**About this exercise**
Track down every line below that holds "Some" and copy it.
____ Input material
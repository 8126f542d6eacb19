use revalidation_core::service::revalidation::dto::{RevalidateRequestDTO, RevalidateResponseDTO};

use super::dto::{RevalidateRequestRestDTO, RevalidateResponseRestDTO};

impl RevalidateRequestRestDTO {
    pub(crate) fn into_dto(self, header_secret: Option<String>) -> RevalidateRequestDTO {
        RevalidateRequestDTO {
            header_secret,
            body_secret: self.secret,
            tags: self.tags,
            paths: self.paths,
        }
    }
}

impl From<RevalidateResponseDTO> for RevalidateResponseRestDTO {
    fn from(value: RevalidateResponseDTO) -> Self {
        Self {
            ok: true,
            revalidated: true,
            tags: value.tags,
            paths: value.paths,
            now: value.now,
        }
    }
}
use std::any::Any;
use std::net::TcpListener;
use std::sync::Arc;
use std::time::Duration;

use axum::body::Body;
use axum::http::{Request, Response};
use axum::response::IntoResponse;
use axum::routing::{get, post};
use axum::{Router, middleware};
use revalidation_core::RevalidationCore;
use revalidation_core::config::core_config::AppConfig;
use revalidation_core::provider::cache_invalidator::CacheInvalidator;
use tower_http::catch_panic::CatchPanicLayer;
use tower_http::trace::TraceLayer;
use tracing::{Span, info, info_span};
use utoipa::openapi::security::{ApiKey, ApiKeyValue, SecurityScheme};
use utoipa::{Modify, OpenApi};
use utoipa_swagger_ui::SwaggerUi;

use crate::dto::response::ErrorResponse;
use crate::endpoint::{self, misc, revalidate};
use crate::extractor::REVALIDATE_SECRET_HEADER;
use crate::middleware::get_http_request_context;
use crate::{ServerConfig, build_info, dto};

pub(crate) struct InternalAppState {
    pub core: RevalidationCore,
    pub config: Arc<ServerConfig>,
}

pub(crate) type AppState = Arc<InternalAppState>;

/// Serves the gateway on `listener` until the process stops.
///
/// `cache_invalidator` overrides the invalidator built from the core config.
pub async fn start_server(
    listener: TcpListener,
    config: AppConfig<ServerConfig>,
    cache_invalidator: Option<Arc<dyn CacheInvalidator>>,
) {
    listener
        .set_nonblocking(true)
        .expect("Failed to set non-blocking listener");

    let core = RevalidationCore::new(config.core, cache_invalidator)
        .expect("Failed to parse config");

    let config = Arc::new(config.app);
    let state: AppState = Arc::new(InternalAppState {
        core,
        config: config.to_owned(),
    });

    let addr = listener.local_addr().expect("Invalid TCP listener");
    info!("Starting server at http://{addr}");

    let router = router(state, config);

    axum::serve(
        tokio::net::TcpListener::from_std(listener)
            .expect("failed to convert to tokio TcpListener"),
        router.into_make_service(),
    )
    .await
    .expect("Failed to start axum server");
}

fn router(state: AppState, config: Arc<ServerConfig>) -> Router {
    let revalidation = Router::new()
        .route(
            "/api/revalidate",
            post(revalidate::controller::post_revalidate),
        )
        .route_layer(middleware::from_fn(crate::middleware::new_sentry_hub));

    let mut technical_endpoints = Router::new();
    if config.enable_server_info {
        technical_endpoints = technical_endpoints
            .route("/build-info", get(misc::get_build_info))
            .route("/health", get(misc::health_check));
    }
    if config.enable_metrics {
        technical_endpoints = technical_endpoints.route("/metrics", get(misc::get_metrics));
    }

    let mut router = Router::new().merge(revalidation).layer(
        TraceLayer::new_for_http()
            .make_span_with(|request: &Request<_>| {
                let context = get_http_request_context(request);
                info_span!(
                    "http_request",
                    method = context.method,
                    path = context.path,
                    service = "revalidation-gateway",
                    RequestId = context.request_id,
                    SessionId = context.session_id,
                )
            })
            .on_request(|request: &Request<_>, _span: &Span| {
                tracing::debug!(
                    "SERVICE CALL START {} {}",
                    request.method(),
                    request.uri().path()
                )
            })
            .on_failure(|_, _, _: &_| {}) // override default on_failure handler
            .on_response(|response: &Response<_>, _: Duration, _span: &Span| {
                tracing::debug!("SERVICE CALL END {}", response.status())
            }),
    );

    if config.enable_open_api {
        router = router.merge(
            SwaggerUi::new("/swagger-ui").url("/api-docs/openapi.json", gen_openapi_documentation()),
        );
    }

    let hide_cause = config.hide_error_response_cause;

    router
        .layer(middleware::from_fn(crate::middleware::metrics_counter))
        .merge(technical_endpoints)
        .layer(CatchPanicLayer::custom(move |err| handle_panic(err, hide_cause)))
        .with_state(state)
}

fn gen_openapi_documentation() -> utoipa::openapi::OpenApi {
    #[derive(OpenApi)]
    #[openapi(
        paths(
            endpoint::revalidate::controller::post_revalidate,

            endpoint::misc::get_build_info,
            endpoint::misc::health_check,
            endpoint::misc::get_metrics,
        ),
        components(
            schemas(
                endpoint::revalidate::dto::RevalidateRequestRestDTO,
                endpoint::revalidate::dto::RevalidateResponseRestDTO,

                dto::error::ErrorResponseRestDTO,
            )
        ),
        tags(
            (name = "revalidation", description = "Cache revalidation"),
            (name = "other", description = "Other utility endpoints"),
        ),
        modifiers(&SecurityAddon)
    )]
    struct ApiDoc;

    struct SecurityAddon;

    impl Modify for SecurityAddon {
        fn modify(&self, openapi: &mut utoipa::openapi::OpenApi) {
            let components = openapi.components.as_mut().expect("OpenAPI Components");
            components.add_security_scheme(
                "revalidateSecret",
                SecurityScheme::ApiKey(ApiKey::Header(ApiKeyValue::with_description(
                    REVALIDATE_SECRET_HEADER,
                    "Shared revalidation secret, may also be sent as the `secret` body field",
                ))),
            );
        }
    }

    let mut docs = ApiDoc::openapi();
    docs.info.version = app_version();

    docs
}

fn app_version() -> String {
    format!("{}-{}", build_info::PKG_VERSION, build_info::SHORT_COMMIT)
}

fn handle_panic(err: Box<dyn Any + Send + 'static>, hide_cause: bool) -> Response<Body> {
    let message = if let Some(s) = err.downcast_ref::<String>() {
        s.clone()
    } else if let Some(s) = err.downcast_ref::<&str>() {
        s.to_string()
    } else {
        "Unknown panic message".to_string()
    };

    tracing::error!("PANIC occurred in request: {message}");

    ErrorResponse::for_panic(message, hide_cause).into_response()
}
________
**Result for this exercise**
    let message = if let Some(s) = err.downcast_ref::<String>() {
    } else if let Some(s) = err.downcast_ref::<&str>() {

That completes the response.